Martin v Most [2010] UKSC 10; 2010 SC (UKSC) 40

Lord Hope......

[5] The question whether an Act of the Scottish Parliament is within the legislative competence of the Parliament is a devolution issue ( sch 6, para 1(a) ). So it is for the courts to decide whether an Act which is challenged is within or outside competence. But the judicial function in this regard has been carefully structured. It is not for the judges to say whether legislation on any particular issue is better made by the Scottish Parliament at Holyrood or by the UK Parliament at Westminster. How that issue is to be determined has already been addressed by the legislators. It must be decided according to particular rules that the Scotland Act 1998 has laid down. But those rules, just like any other rules, have to be interpreted. That is the court's function. It is for the court to say what the rules mean and how, in a case such as this, they must be applied in order to resolve the issue whether the measure in question was within competence.
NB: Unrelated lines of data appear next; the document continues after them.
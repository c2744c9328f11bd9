use std::env;
use tracing::warn;

pub const DEFAULT_WORKING_HOURS_START: &str = "08:00";
pub const DEFAULT_WORKING_HOURS_END: &str = "18:00";
pub const DEFAULT_SLOT_DURATION_MINUTES: u32 = 30;
pub const DEFAULT_API_PORT: u16 = 3000;

#[derive(Debug, Clone)]
pub struct AppConfig {
    pub appointment_api_url: String,
    pub appointment_api_key: Option<String>,
    pub working_hours_start: String,
    pub working_hours_end: String,
    pub slot_duration_minutes: u32,
    pub api_port: u16,
}

impl Default for AppConfig {
    fn default() -> Self {
        Self {
            appointment_api_url: String::new(),
            appointment_api_key: None,
            working_hours_start: DEFAULT_WORKING_HOURS_START.to_string(),
            working_hours_end: DEFAULT_WORKING_HOURS_END.to_string(),
            slot_duration_minutes: DEFAULT_SLOT_DURATION_MINUTES,
            api_port: DEFAULT_API_PORT,
        }
    }
}

impl AppConfig {
    pub fn from_env() -> Self {
        let config = Self {
            appointment_api_url: env::var("APPOINTMENT_API_URL")
                .unwrap_or_else(|_| {
                    warn!("APPOINTMENT_API_URL not set, using empty value");
                    String::new()
                }),
            appointment_api_key: env::var("APPOINTMENT_API_KEY").ok(),
            working_hours_start: env::var("CLINIC_WORKING_HOURS_START")
                .unwrap_or_else(|_| DEFAULT_WORKING_HOURS_START.to_string()),
            working_hours_end: env::var("CLINIC_WORKING_HOURS_END")
                .unwrap_or_else(|_| DEFAULT_WORKING_HOURS_END.to_string()),
            slot_duration_minutes: parse_or_default(
                "APPOINTMENT_SLOT_DURATION_MINUTES",
                DEFAULT_SLOT_DURATION_MINUTES,
            ),
            api_port: parse_or_default("API_PORT", DEFAULT_API_PORT),
        };

        if !config.is_configured() {
            warn!("Application not fully configured - missing environment variables");
        }

        config
    }

    pub fn is_configured(&self) -> bool {
        !self.appointment_api_url.is_empty()
    }
}

fn parse_or_default<T: std::str::FromStr + Copy + std::fmt::Display>(key: &str, default: T) -> T {
    match env::var(key) {
        Ok(raw) => raw.trim().parse().unwrap_or_else(|_| {
            warn!("{} has invalid value '{}', using default {}", key, raw, default);
            default
        }),
        Err(_) => default,
    }
}
pub mod handlers;
pub mod router;
pub mod models;
pub mod services;

pub use models::*;
pub use services::*;

pub use handlers::AppState;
Legislative competence rules

[11] The scheme of devolution of legislative power which the Scotland Act sets out recognises that it was not possible, if a workable system was to be created, for reserved and devolved areas to be divided into precisely defined, watertight compartments. Some degree of overlap was inevitable, for the reasons explained by Lord Rodger in his discussion of the division of responsibility on matters of policy (see paras 73, 74). This is a familiar phenomenon in the case of federal systems such as those in Canada and Australia, where legislative competence is divided between the Dominion and the Provinces or the Commonwealth and the States. In Prafulla Kumar Mukherjee v Bank of Commerce Ltd, Khulna the Judicial Committee rejected the argument that the principles which obtain in Canada and Australia had no application in India. Lord Porter gave this explanation (p 42):

'It is not possible to make so clean a cut between the powers of various legislatures: they are bound to overlap from time to time.'

The rule that was evolved by the Judicial Committee was to examine the statute that was impugned to ascertain its 'pith and substance', or its 'true nature and character', to determine whether it was legislation 'with respect to' matters that were in the prohibited or permitted sphere. The phrase 'pith and substance' was first used by Lord Watson in Union Colliery Co of British Columbia Ltd v Bryden (p 587). The phrase 'true nature and character' was first used in Russell v The Queen (pp 839, 840). The principles that these phrases embody are sometimes referred to, by a word that went out of fashion in mediaeval times, as the 'respection' doctrine.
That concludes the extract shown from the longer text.